### TASK STATEMENT:
Read through the material below and copy each line in which the word "formats" occurs.

======== RECORDS PROVIDED

//! # edgequake-office2pdf
//!
//! Batch-convert word-processor, spreadsheet, presentation and image files
//! to PDF, mirroring a source directory tree into a destination tree.
//!
//! Each file goes through an ordered fallback chain of converters. A
//! converter's claim of success is checked (the PDF must exist and be
//! non-empty) before it is accepted. Repeated runs over the same tree skip
//! files whose PDF already exists, so an interrupted batch can simply be
//! started again.
//!
//! ## Pipeline Overview
//!
//! ```text
//! source tree
//!  │
//!  ├─ 1. Walk      sorted discovery, classify by extension, mirror dirs
//!  ├─ 2. Resume    skip non-empty PDFs / same-size copies already in place
//!  ├─ 3. Chain     registry supplies ordered adapters for the format
//!  ├─ 4. Attempt   probe → invoke (timeout for processes) → validate
//!  └─ 5. Report    per-file outcomes in traversal order + counters
//! ```
//!
//! ## Quick Start
//!
//! ```rust,no_run
//! use edgequake_office2pdf::{BatchConfig, BatchRunner, ConverterRegistry};
//! use exe_locator::SystemLocator;
//! use std::path::Path;
//! use std::sync::Arc;
//!
//! #[tokio::main]
//! async fn main() -> Result<(), Box<dyn std::error::Error>> {
//!     let config = BatchConfig::builder().concurrency(2).build()?;
//!     let registry = ConverterRegistry::standard(&config, Arc::new(SystemLocator::new()));
//!     let report = BatchRunner::new(config, registry)
//!         .run(Path::new("docs"), Path::new("pdfs"))
//!         .await?;
//!     eprintln!(
//!         "{} converted, {} copied, {} skipped, {} failed",
//!         report.stats.converted, report.stats.copied, report.stats.skipped, report.stats.failed
//!     );
//!     Ok(())
//! }
//! ```
//!
//! ## Feature Flags
//!
//! | Feature | Default | Description |
//! |---------|---------|-------------|
//! | `cli`   | on      | Enables the `office2pdf` binary (clap + anyhow + tracing-subscriber + indicatif) |
//!
//! Disable `cli` when using only the library:
//! ```toml
//! edgequake-office2pdf = { version = "0.1", default-features = false }
//! ```

// ── Modules ──────────────────────────────────────────────────────────────

pub mod backend;
pub mod batch;
pub mod config;
pub mod convert;
pub mod error;
pub mod format;
pub mod output;
pub mod progress;
pub mod registry;
pub mod task;

// ── Re-exports ───────────────────────────────────────────────────────────

pub use backend::{Availability, BackendAdapter, SharedAdapter};
pub use batch::{inspect, BatchRunner, CancelFlag};
pub use config::{BatchConfig, BatchConfigBuilder, LayoutOptions};
pub use convert::convert_task;
pub use error::{AttemptError, Office2PdfError};
pub use format::{classify, Format, SourceKind};
pub use output::{
    AttemptRecord, ConversionOutcome, ExtensionStatus, FileOutcome, RunReport, RunStats,
    TreeStatus,
};
pub use progress::{ConversionEvent, ConversionObserver, NoopObserver, SharedObserver, TracingObserver};
pub use registry::{AdapterDescription, ChainDescription, ConverterRegistry};
pub use task::{mirrored_destination, ConversionTask};

pub use exe_locator::{ExecutableLocator, FixedLocator, SystemLocator};
//! Converter registry: the ordered fallback chain for each format.
//!
//! Order is configuration, not runtime discovery. The standard chains put
//! the highest-fidelity converter first and the text-only re-layout
//! adapters last:
//!
//! | Format       | Chain                                   |
//! |--------------|-----------------------------------------|
//! | word-doc     | libreoffice → pandoc → docx-text        |
//! | spreadsheet  | libreoffice → spreadsheet-table         |
//! | presentation | libreoffice → pandoc → pptx-text        |
//! | raster-image | raster-image → libreoffice              |

use crate::backend::{
    Availability, CommandShape, DocxTextAdapter, ExternalProcessAdapter, PptxTextAdapter,
    RasterImageAdapter, SharedAdapter, SpreadsheetTableAdapter,
};
use crate::config::BatchConfig;
use crate::error::Office2PdfError;
use crate::format::Format;
use exe_locator::ExecutableLocator;
use serde::Serialize;
use std::collections::BTreeMap;
use std::sync::Arc;
use std::time::Duration;

/// Attempt budget of a registry not built from a [`BatchConfig`].
pub const DEFAULT_ATTEMPT_BUDGET: Duration = Duration::from_secs(120);

/// Ordered candidate adapters per [`Format`], plus the time budget the
/// orchestrator gives each attempt.
#[derive(Clone)]
pub struct ConverterRegistry {
    chains: BTreeMap<Format, Vec<SharedAdapter>>,
    attempt_budget: Duration,
}

impl Default for ConverterRegistry {
    fn default() -> Self {
        Self {
            chains: BTreeMap::new(),
            attempt_budget: DEFAULT_ATTEMPT_BUDGET,
        }
    }
}

impl std::fmt::Debug for ConverterRegistry {
    fn fmt(&self, f: &mut std::fmt::Formatter<'_>) -> std::fmt::Result {
        let mut map = f.debug_map();
        for (format, chain) in &self.chains {
            let names: Vec<&str> = chain.iter().map(|a| a.name()).collect();
            map.entry(format, &names);
        }
        map.finish()
    }
}

/// One adapter in a [`ChainDescription`].
#[derive(Debug, Clone, PartialEq, Eq, Serialize)]
pub struct AdapterDescription {
    pub name: String,
    pub availability: Availability,
}

/// A format's chain, as listed by `--list-backends`.
#[derive(Debug, Clone, PartialEq, Eq, Serialize)]
pub struct ChainDescription {
    pub format: Format,
    pub adapters: Vec<AdapterDescription>,
}

impl ConverterRegistry {
    /// An empty registry.
    pub fn new() -> Self {
        Self::default()
    }

    /// The standard chains, with external converters found through `locator`.
    ///
    /// LibreOffice gets a private profile per run when `config.concurrency`
    /// is above 1.
    pub fn standard(config: &BatchConfig, locator: Arc<dyn ExecutableLocator>) -> Self {
        let budget = Duration::from_secs(config.process_timeout_secs);
        let libreoffice: SharedAdapter = Arc::new(ExternalProcessAdapter::libreoffice(
            locator.clone(),
            budget,
            config.concurrency > 1,
        ));
        let pandoc: SharedAdapter = Arc::new(ExternalProcessAdapter::pandoc(locator, budget));
        let docx: SharedAdapter = Arc::new(DocxTextAdapter::new(config.layout));
        let sheet: SharedAdapter = Arc::new(SpreadsheetTableAdapter::new(config.layout));
        let pptx: SharedAdapter = Arc::new(PptxTextAdapter);
        let raster: SharedAdapter = Arc::new(RasterImageAdapter);

        let mut chains = BTreeMap::new();
        chains.insert(
            Format::WordDoc,
            vec![libreoffice.clone(), pandoc.clone(), docx],
        );
        chains.insert(Format::Spreadsheet, vec![libreoffice.clone(), sheet]);
        chains.insert(
            Format::Presentation,
            vec![libreoffice.clone(), pandoc, pptx],
        );
        chains.insert(Format::RasterImage, vec![raster, libreoffice]);
        Self {
            chains,
            attempt_budget: budget,
        }
    }

    /// Replace the per-attempt time budget.
    pub fn with_attempt_budget(mut self, budget: Duration) -> Self {
        self.attempt_budget = budget;
        self
    }

    /// How long one adapter attempt may run, in-process or not, before the
    /// orchestrator abandons it.
    pub fn attempt_budget(&self) -> Duration {
        self.attempt_budget
    }

    /// Append `adapter` to the end of `format`'s chain.
    ///
    /// Fails if the adapter does not declare `format`, or if an adapter with
    /// the same name is already in that chain.
    pub fn register(&mut self, format: Format, adapter: SharedAdapter) -> Result<(), Office2PdfError> {
        if !adapter.applies_to(format) {
            return Err(Office2PdfError::InvalidRegistry(format!(
                "adapter '{}' does not handle {format}",
                adapter.name()
            )));
        }
        let chain = self.chains.entry(format).or_default();
        if chain.iter().any(|a| a.name() == adapter.name()) {
            return Err(Office2PdfError::InvalidRegistry(format!(
                "adapter '{}' is already registered for {format}",
                adapter.name()
            )));
        }
        chain.push(adapter);
        Ok(())
    }

    /// Builder-style [`register`](Self::register).
    pub fn with(mut self, format: Format, adapter: SharedAdapter) -> Result<Self, Office2PdfError> {
        self.register(format, adapter)?;
        Ok(self)
    }

    /// Register a command-line converter for `formats`, inserted in front of
    /// each of their chains.
    ///
    /// `args` may use `{input}`, `{output}` and `{outdir}`. The tool must
    /// write `{output}` (or `<stem>.pdf` inside `{outdir}`).
    pub fn prepend_command(
        &mut self,
        name: &str,
        executable: &str,
        formats: &[Format],
        args: Vec<String>,
        timeout: Duration,
        locator: Arc<dyn ExecutableLocator>,
    ) -> Result<(), Office2PdfError> {
        if formats.is_empty() {
            return Err(Office2PdfError::InvalidRegistry(format!(
                "custom converter '{name}' declares no formats"
            )));
        }
        let adapter: SharedAdapter = Arc::new(ExternalProcessAdapter::new(
            name,
            executable,
            formats.to_vec(),
            CommandShape::Template(args),
            timeout,
            locator,
        ));
        for format in formats {
            let chain = self.chains.entry(*format).or_default();
            if chain.iter().any(|a| a.name() == name) {
                return Err(Office2PdfError::InvalidRegistry(format!(
                    "adapter '{name}' is already registered for {format}"
                )));
            }
        }
        for format in formats {
            self.chains
                .entry(*format)
                .or_default()
                .insert(0, adapter.clone());
        }
        Ok(())
    }

    /// Candidates for `format`, in the order they must be tried.
    pub fn candidates_for(&self, format: Format) -> &[SharedAdapter] {
        self.chains.get(&format).map(Vec::as_slice).unwrap_or(&[])
    }

    /// Every chain with each adapter's availability. Probes the adapters.
    pub fn describe(&self) -> Vec<ChainDescription> {
        self.chains
            .iter()
            .map(|(format, chain)| ChainDescription {
                format: *format,
                adapters: chain
                    .iter()
                    .map(|a| AdapterDescription {
                        name: a.name().to_string(),
                        availability: a.probe(),
                    })
                    .collect(),
            })
            .collect()
    }
}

================

### ANSWER BOX:
    /// Register a command-line converter for `formats`, inserted in front of
        formats: &[Format],
        if formats.is_empty() {
                "custom converter '{name}' declares no formats"
            formats.to_vec(),
        for format in formats {
        for format in formats {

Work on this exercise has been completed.